Trailhead has a long history of providing the ideal canoe for northern river expeditions. Since 1976, the Ottawa-based retail shop has produced their own canoes, used by tour operators on classic expeditions like the Nahanni, Wind and Coppermine rivers.
Trailhead released new designs in April 2016 with new designs, debuting new-to-North-America hull material Armerlite. This durable thermal composite has been used in Europe for a decade in canoes as well as rec and whitewater kayaks.
So, what is Armerlite? It’s composed of interwoven glass fiber and polypropylene plastic. The material is layered in a canoe mold, vacuum bagged and cooked in a large oven where the polypropylene and fiber melt together to create a solid bond. The result feels strong and durable. After our testing we have to agree with Trailhead’s claim that Armerlite is an ideal material for wilderness tripping and river running.
To put the material through its paces we chose a handful of shallow and rocky runs for our brand new and fully outfitted 17-foot Regen. The runs were shallow enough that we spent a fair bit of time bumping along, and even had to jump out to line the boat where we ran aground along sections of particularly skinny water.
The hull held up to our abuse. Subtle surface scratches could be found, but few. Our confidence buoyed, we paddled more aggressively on our second outing.
The only time our testers were concerned was while broaching rocks. From the stern, I could see the the hull flex inward. Given the accompanying crackling sound, several times I thought rocks were going to puncture the hull but we always slid over and away. Still, I expected to find real damage. Flipping the boat over on shore, I was astonished— nothing.

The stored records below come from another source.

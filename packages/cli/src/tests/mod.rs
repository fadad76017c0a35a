mod config_tests;
mod server_tests;
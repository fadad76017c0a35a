// ABOUTME: Liveness endpoint
// ABOUTME: Reports service name, version, and server time

use axum::{response::IntoResponse, Json};
use serde_json::json;

pub async fn health_check() -> impl IntoResponse {
    Json(json!({
        "success": true,
        "data": {
            "status": "healthy",
            "service": "reqhub-api",
            "version": env!("CARGO_PKG_VERSION"),
            "timestamp": std::time::SystemTime::now()
                .duration_since(std::time::UNIX_EPOCH)
                .map(|d| d.as_secs())
                .unwrap_or_default(),
        },
        "message": null,
    }))
}
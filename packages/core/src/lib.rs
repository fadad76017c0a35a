// ABOUTME: Core types, constants, and utilities for Reqhub
// ABOUTME: Foundational package shared by storage, review, api, and cli packages

pub mod constants;
pub mod utils;
pub mod validation;

// Re-export constants
pub use constants::{default_database_path, reqhub_dir, DATABASE_FILE_NAME, MEETING_NO_PREFIX};

// Re-export utilities
pub use utils::{format_meeting_no, meeting_no_day_prefix, parse_meeting_no_sequence};

// Re-export validation
pub use validation::{truncate, validate_title, ValidationError, MAX_TITLE_LENGTH};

No marks at all.
I followed up post-testing with Trailhead Canoe co-owner, Jason Yarrington. “Armerlite will scratch, but the canoe has lots of flex and abrasion resistance because of the polypropylene,” he explains.
Considering Trailhead’s history of providing boats to camps and outfitters, durability is of the utmost importance. “With Armerlite, I’m happy to be selling to that demographic,” adds Yarrington.
Like moths to a flame, the new material caused quite a stir when we found ourselves running the same river as a local paddling club. At the take-out fellow canoeists asked me the question everyone asks nowadays: “What happens when it wraps?”
“We had a rental customer wrap one already this year,” says Yarrington. “The bottom of the hull was intact, but the sides did fold and crack. They had a small amount of leaking but were able to finish the trip.”
Offered in 15-, 16- and 17-foot models, the hull of Trailhead’s new Regen series is based on their traditional Prospector design, however its bow and stern take a more modern shape and don’t feature re-curved stems. Our 17-foot tester features just over two inches of rocker, offering a compromise between good tracking on flats and in-current maneuverability.
Named after the German word for rain, Regen, Germany, is also where the hulls are manufactured. After receiving the raw hulls, Trailhead Canoe adds the trim and outfitting. Ours came river-ready with thigh straps and air bags.
Given the 1,200-pound capacity rating on the Regen 17, it’s become a top contender around the Canoeroots office for multi-week expeditions by staff over the summer.
WEIGHT: 69 lbs.
CAPACITY: 1,200 lbs
LEARN MORE: www.trailheadpaddleshack.com
This article was originally published in Canoeroots, Volume 15 • Issue 3. Read this issue.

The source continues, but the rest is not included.